» **EXERCISE**
Every line below that mentions the word "TaskType" should be copied out.

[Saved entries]
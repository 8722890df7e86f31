// Copyright Materialize, Inc. and contributors. All rights reserved.
//
// Use of this software is governed by the Business Source License
// included in the LICENSE file.
//
// As of the Change Date specified in that file, in accordance with
// the Business Source License, use of this software will be governed
// by the Apache License, Version 2.0.

//! Remote tablet file transfer for clone tasks.
//!
//! A clone lists the files of a tablet on a peer backend, then fetches each
//! one over HTTP into a locally allocated directory. Listing is bounded by a
//! fixed timeout; each download is retried a bounded number of times. All
//! failures are collected as messages for the finish-task report rather
//! than propagated.

use std::fs;
use std::path::Path;
use std::time::Duration;

use tracing::{info, warn};
use url::Url;

use quarry_agent_types::{BackendAddr, CloneReq, RemoteFile, SchemaHash, TabletId};
use quarry_ore::retry::Retry;

/// An error while listing or downloading remote tablet files.
#[derive(Debug, thiserror::Error)]
pub enum TransferError {
    /// The HTTP request itself failed.
    #[error("http: {0}")]
    Http(#[from] reqwest::Error),
    /// A URL could not be assembled.
    #[error("invalid url: {0}")]
    InvalidUrl(#[from] url::ParseError),
    /// Writing the downloaded file failed.
    #[error("io: {0}")]
    Io(#[from] std::io::Error),
    /// The downloaded file did not match the advertised size.
    #[error("downloaded {got} bytes for {path}, expected {expected}")]
    SizeMismatch {
        /// Remote file path.
        path: String,
        /// Advertised size.
        expected: u64,
        /// Size on disk after download.
        got: u64,
    },
}

/// The remote transfer boundary.
///
/// Production uses [`HttpFileTransfer`]; tests substitute mocks to script
/// listing timeouts and download failures.
pub trait FileTransfer: Send + Sync + 'static {
    /// Lists the files of a tablet on a peer backend, bounded by `timeout`.
    fn list_remote_files(
        &self,
        src: &BackendAddr,
        tablet_id: TabletId,
        schema_hash: SchemaHash,
        timeout: Duration,
    ) -> Result<Vec<RemoteFile>, TransferError>;

    /// Downloads one file to `local_path`.
    fn download_file(&self, url: &str, local_path: &Path) -> Result<(), TransferError>;
}

/// [`FileTransfer`] over plain HTTP, the production implementation.
#[derive(Debug)]
pub struct HttpFileTransfer {
    client: reqwest::blocking::Client,
}

impl HttpFileTransfer {
    /// Creates a transfer client.
    pub fn new() -> Result<HttpFileTransfer, TransferError> {
        let client = reqwest::blocking::Client::builder().build()?;
        Ok(HttpFileTransfer { client })
    }
}

impl FileTransfer for HttpFileTransfer {
    fn list_remote_files(
        &self,
        src: &BackendAddr,
        tablet_id: TabletId,
        schema_hash: SchemaHash,
        timeout: Duration,
    ) -> Result<Vec<RemoteFile>, TransferError> {
        let mut url = Url::parse(&format!(
            "http://{}:{}/api/_tablet/_list",
            src.host, src.http_port
        ))?;
        url.query_pairs_mut()
            .append_pair("tablet_id", &tablet_id.to_string())
            .append_pair("schema_hash", &schema_hash.to_string());
        let files = self
            .client
            .get(url)
            .timeout(timeout)
            .send()?
            .error_for_status()?
            .json::<Vec<RemoteFile>>()?;
        Ok(files)
    }

    fn download_file(&self, url: &str, local_path: &Path) -> Result<(), TransferError> {
        let url = Url::parse(url)?;
        let bytes = self.client.get(url).send()?.error_for_status()?.bytes()?;
        fs::write(local_path, &bytes)?;
        Ok(())
    }
}

/// Copies a tablet's files from one of the clone sources into
/// `local_data_path`.
///
/// Sources are tried in order; within a source, each file download is
/// attempted up to `download_max_tries` times. On success returns the
/// backend the copy came from. On failure returns every collected error
/// message, for the finish-task report.
pub(crate) fn clone_copy(
    transfer: &dyn FileTransfer,
    req: &CloneReq,
    signature: i64,
    local_data_path: &str,
    download_url_prefix: &str,
    list_timeout: Duration,
    download_max_tries: usize,
) -> Result<BackendAddr, Vec<String>> {
    let mut error_msgs = Vec::new();
    'sources: for src in &req.src_backends {
        let files = match transfer.list_remote_files(
            src,
            req.tablet_id,
            req.schema_hash,
            list_timeout,
        ) {
            Ok(files) => files,
            Err(e) => {
                warn!(
                    tablet_id = req.tablet_id,
                    signature,
                    src = %src,
                    "listing remote files failed: {e}"
                );
                error_msgs.push(format!("list files from {src}: {e}"));
                continue;
            }
        };
        for file in &files {
            let file_name = file.path.rsplit('/').next().unwrap_or(&file.path);
            let local_file = Path::new(local_data_path).join(file_name);
            let url = format!(
                "http://{}:{}{}{}",
                src.host, src.http_port, download_url_prefix, file.path
            );
            let downloaded = Retry::fixed(download_max_tries).retry(|attempt| {
                transfer
                    .download_file(&url, &local_file)
                    .and_then(|()| {
                        let got = fs::metadata(&local_file)?.len();
                        if got == file.size {
                            Ok(())
                        } else {
                            Err(TransferError::SizeMismatch {
                                path: file.path.clone(),
                                expected: file.size,
                                got,
                            })
                        }
                    })
                    .inspect_err(|e| {
                        warn!(
                            tablet_id = req.tablet_id,
                            signature,
                            attempt,
                            "download {url} failed: {e}"
                        );
                    })
            });
            if let Err(e) = downloaded {
                error_msgs.push(format!("download {url}: {e}"));
                continue 'sources;
            }
        }
        info!(
            tablet_id = req.tablet_id,
            signature,
            src = %src,
            files = files.len(),
            "clone copy finished"
        );
        return Ok(src.clone());
    }
    Err(error_msgs)
}

#[cfg(test)]
mod tests {
    use std::sync::atomic::{AtomicUsize, Ordering};

    use super::*;

    struct ScriptedTransfer {
        list_calls: AtomicUsize,
        download_calls: AtomicUsize,
        list_result: fn() -> Result<Vec<RemoteFile>, TransferError>,
        download_ok: bool,
    }

    impl FileTransfer for ScriptedTransfer {
        fn list_remote_files(
            &self,
            _src: &BackendAddr,
            _tablet_id: TabletId,
            _schema_hash: SchemaHash,
            _timeout: Duration,
        ) -> Result<Vec<RemoteFile>, TransferError> {
            self.list_calls.fetch_add(1, Ordering::SeqCst);
            (self.list_result)()
        }

        fn download_file(&self, _url: &str, local_path: &Path) -> Result<(), TransferError> {
            self.download_calls.fetch_add(1, Ordering::SeqCst);
            if self.download_ok {
                fs::write(local_path, b"0123")?;
                Ok(())
            } else {
                Err(TransferError::Io(std::io::Error::other("connection reset")))
            }
        }
    }

    fn src_backend() -> BackendAddr {
        BackendAddr {
            host: "10.0.0.2".into(),
            be_port: 9060,
            http_port: 8040,
        }
    }

    fn clone_req() -> CloneReq {
        CloneReq {
            tablet_id: 101,
            schema_hash: 555,
            src_backends: vec![src_backend()],
            committed_version: 5,
        }
    }

    fn one_file() -> Result<Vec<RemoteFile>, TransferError> {
        Ok(vec![RemoteFile {
            path: "data/101/555/segment_0.dat".into(),
            size: 4,
        }])
    }

    fn listing_timeout() -> Result<Vec<RemoteFile>, TransferError> {
        Err(TransferError::Io(std::io::Error::new(
            std::io::ErrorKind::TimedOut,
            "listing timed out",
        )))
    }

    #[test]
    fn clone_copy_succeeds() {
        let transfer = ScriptedTransfer {
            list_calls: AtomicUsize::new(0),
            download_calls: AtomicUsize::new(0),
            list_result: one_file,
            download_ok: true,
        };
        let dir = std::env::temp_dir().join("quarry-clone-copy-ok");
        fs::create_dir_all(&dir).unwrap();
        let src = clone_copy(
            &transfer,
            &clone_req(),
            7,
            dir.to_str().unwrap(),
            "/api/_tablet/_download?file=",
            Duration::from_secs(15),
            3,
        )
        .unwrap();
        assert_eq!(src, src_backend());
        assert_eq!(transfer.download_calls.load(Ordering::SeqCst), 1);
        assert_eq!(fs::read(dir.join("segment_0.dat")).unwrap(), b"0123");
    }

    #[test]
    fn download_attempted_exactly_max_tries() {
        let transfer = ScriptedTransfer {
            list_calls: AtomicUsize::new(0),
            download_calls: AtomicUsize::new(0),
            list_result: one_file,
            download_ok: false,
        };
        let dir = std::env::temp_dir().join("quarry-clone-copy-fail");
        fs::create_dir_all(&dir).unwrap();
        let err = clone_copy(
            &transfer,
            &clone_req(),
            7,
            dir.to_str().unwrap(),
            "/api/_tablet/_download?file=",
            Duration::from_secs(15),
            3,
        )
        .unwrap_err();
        assert_eq!(transfer.download_calls.load(Ordering::SeqCst), 3);
        assert_eq!(err.len(), 1);
        assert!(err[0].contains("segment_0.dat"));
    }

    #[test]
    fn listing_failure_downloads_nothing() {
        let transfer = ScriptedTransfer {
            list_calls: AtomicUsize::new(0),
            download_calls: AtomicUsize::new(0),
            list_result: listing_timeout,
            download_ok: true,
        };
        let err = clone_copy(
            &transfer,
            &clone_req(),
            7,
            "/nonexistent",
            "/api/_tablet/_download?file=",
            Duration::from_secs(15),
            3,
        )
        .unwrap_err();
        assert_eq!(transfer.list_calls.load(Ordering::SeqCst), 1);
        assert_eq!(transfer.download_calls.load(Ordering::SeqCst), 0);
        assert!(err[0].contains("listing timed out"));
    }
}
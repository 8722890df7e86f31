// Copyright Materialize, Inc. and contributors. All rights reserved.
//
// Use of this software is governed by the Business Source License
// included in the LICENSE file.
//
// As of the Change Date specified in that file, in accordance with
// the Business Source License, use of this software will be governed
// by the Apache License, Version 2.0.

//! Retry utilities.

use std::thread;
use std::time::Duration;

/// Configures a bounded retry operation.
///
/// Unlike an exponential backoff stream, this is deliberately simple: a fixed
/// number of attempts with an optional fixed sleep between them. The callers
/// in the agent rely on the master's own redelivery timeout as the real
/// backoff mechanism, so anything fancier here would just delay that.
#[derive(Debug, Clone, PartialEq, Eq)]
pub struct Retry {
    /// The total number of attempts, including the first. Must be nonzero.
    pub max_tries: usize,
    /// A fixed sleep between attempts.
    ///
    /// Skipped if set to [`Duration::ZERO`].
    pub sleep: Duration,
}

impl Retry {
    /// A retry configuration with `max_tries` attempts and no sleep between
    /// them.
    pub fn fixed(max_tries: usize) -> Retry {
        Retry {
            max_tries,
            sleep: Duration::ZERO,
        }
    }

    /// Sets the sleep between attempts.
    pub fn sleep(mut self, sleep: Duration) -> Retry {
        self.sleep = sleep;
        self
    }

    /// Invokes `f` up to [`Retry::max_tries`] times, returning the first
    /// `Ok` or the last `Err`.
    ///
    /// `f` is passed the zero-based attempt number.
    ///
    /// # Panics
    ///
    /// Panics if `max_tries` is zero.
    pub fn retry<T, E, F>(&self, mut f: F) -> Result<T, E>
    where
        F: FnMut(usize) -> Result<T, E>,
    {
        assert!(self.max_tries > 0, "max_tries must be nonzero");
        let mut attempt = 0;
        loop {
            match f(attempt) {
                Ok(t) => return Ok(t),
                Err(e) => {
                    attempt += 1;
                    if attempt >= self.max_tries {
                        return Err(e);
                    }
                    if self.sleep != Duration::ZERO {
                        thread::sleep(self.sleep);
                    }
                }
            }
        }
    }
}

#[cfg(test)]
mod tests {
    use super::*;

    #[test]
    fn retry_stops_on_first_ok() {
        let mut calls = 0;
        let res: Result<i32, &str> = Retry::fixed(3).retry(|_| {
            calls += 1;
            Ok(42)
        });
        assert_eq!(res, Ok(42));
        assert_eq!(calls, 1);
    }

    #[test]
    fn retry_bounded_attempts() {
        let mut calls = 0;
        let res: Result<(), usize> = Retry::fixed(3).retry(|attempt| {
            calls += 1;
            Err(attempt)
        });
        // The last error carries the final zero-based attempt number.
        assert_eq!(res, Err(2));
        assert_eq!(calls, 3);
    }

    #[test]
    fn retry_recovers_mid_series() {
        let res: Result<usize, &str> = Retry::fixed(3).retry(|attempt| {
            if attempt < 1 {
                Err("transient")
            } else {
                Ok(attempt)
            }
        });
        assert_eq!(res, Ok(1));
    }

    #[test]
    #[should_panic(expected = "max_tries must be nonzero")]
    fn retry_rejects_zero_tries() {
        let _: Result<(), ()> = Retry::fixed(0).retry(|_| Ok(()));
    }
}
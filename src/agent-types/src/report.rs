// Copyright Materialize, Inc. and contributors. All rights reserved.
//
// Use of this software is governed by the Business Source License
// included in the LICENSE file.
//
// As of the Change Date specified in that file, in accordance with
// the Business Source License, use of this software will be governed
// by the Apache License, Version 2.0.

//! Periodic state reports pushed to the master.

use std::collections::BTreeMap;

use serde::{Deserialize, Serialize};

use crate::task::{BackendAddr, TabletInfo, TaskType};

/// Capacity and usage of one storage root path.
#[derive(Clone, Debug, PartialEq, Eq, Serialize, Deserialize)]
pub struct DiskStat {
    pub root_path: String,
    pub capacity_bytes: i64,
    pub available_bytes: i64,
    /// Whether the path is currently usable for new tablets.
    pub in_use: bool,
}

/// Snapshot of the tasks this backend still considers in flight, so the
/// master can reconcile unacknowledged assignments.
#[derive(Clone, Debug, PartialEq, Eq, Serialize, Deserialize)]
pub struct TaskInventoryReport {
    pub backend: BackendAddr,
    pub in_flight: BTreeMap<TaskType, Vec<i64>>,
}

/// Disk state of this backend's storage root paths.
#[derive(Clone, Debug, PartialEq, Eq, Serialize, Deserialize)]
pub struct DiskReport {
    pub backend: BackendAddr,
    pub disks: Vec<DiskStat>,
}

/// Full tablet inventory of this backend.
#[derive(Clone, Debug, PartialEq, Eq, Serialize, Deserialize)]
pub struct TabletReport {
    pub backend: BackendAddr,
    /// Marks the freshness of this report relative to finish-task reports.
    pub report_version: u64,
    pub tablets: Vec<TabletInfo>,
}

/// A periodic report, one of the three kinds the agent pushes on a timer.
#[derive(Clone, Debug, PartialEq, Eq, Serialize, Deserialize)]
pub enum AgentReport {
    Task(TaskInventoryReport),
    DiskState(DiskReport),
    Tablet(TabletReport),
}

impl AgentReport {
    /// A short name for logging.
    pub fn kind(&self) -> &'static str {
        match self {
            AgentReport::Task(_) => "task",
            AgentReport::DiskState(_) => "disk_state",
            AgentReport::Tablet(_) => "tablet",
        }
    }
}
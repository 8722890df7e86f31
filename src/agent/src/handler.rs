// Copyright Materialize, Inc. and contributors. All rights reserved.
//
// Use of this software is governed by the Business Source License
// included in the LICENSE file.
//
// As of the Change Date specified in that file, in accordance with
// the Business Source License, use of this software will be governed
// by the Apache License, Version 2.0.

//! Per-task-type execution routines.
//!
//! Each handler is a thin adapter: it validates the payload shape, calls
//! into the storage executor or transfer collaborator, and translates the
//! result into a [`TaskOutcome`] for the finish-task report. Scheduling,
//! dedup, retry-of-finish and reporting live in the worker pool and are
//! never duplicated here.

use std::sync::Arc;
use std::thread;
use std::time::Duration;

use tracing::{info, warn};

use quarry_agent_types::{
    SchemaHash, TabletId, TabletInfo, TaskPayload, TaskRequest, TaskStatus, TaskType,
};
use quarry_ore::retry::Retry;

use crate::config::AgentConfig;
use crate::storage::{AlterTabletStatus, StorageExecutor};
use crate::transfer::{clone_copy, FileTransfer};

/// What a handler produced, folded into the finish-task report by the pool.
#[derive(Clone, Debug)]
pub struct TaskOutcome {
    /// Success or failure with messages.
    pub status: TaskStatus,
    /// Tablets whose data state changed.
    pub finish_tablet_infos: Vec<TabletInfo>,
    /// Snapshot path, for make-snapshot tasks.
    pub snapshot_path: Option<String>,
    /// Split keys, for query-split-key tasks.
    pub split_keys: Vec<String>,
    /// Checked version, for check-consistency tasks.
    pub checked_version: Option<i64>,
    /// Checked version hash, for check-consistency tasks.
    pub checked_version_hash: Option<i64>,
}

impl TaskOutcome {
    fn ok() -> TaskOutcome {
        TaskOutcome {
            status: TaskStatus::ok(),
            finish_tablet_infos: Vec::new(),
            snapshot_path: None,
            split_keys: Vec::new(),
            checked_version: None,
            checked_version_hash: None,
        }
    }

    fn error(msg: impl Into<String>) -> TaskOutcome {
        TaskOutcome {
            status: TaskStatus::error(msg),
            ..TaskOutcome::ok()
        }
    }
}

/// A type-specific execution routine.
///
/// Handlers never see the queue, the registry or the master client; they
/// turn exactly one dequeued request into an outcome. Failures are folded
/// into the outcome's message list, never propagated.
pub(crate) trait TaskHandler: Send + Sync {
    fn execute(&self, task: &TaskRequest) -> TaskOutcome;
}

» **EXERCISE RESULT**
use crate::task::{BackendAddr, TabletInfo, TaskType};
    pub in_flight: BTreeMap<TaskType, Vec<i64>>,
    SchemaHash, TabletId, TabletInfo, TaskPayload, TaskRequest, TaskStatus, TaskType,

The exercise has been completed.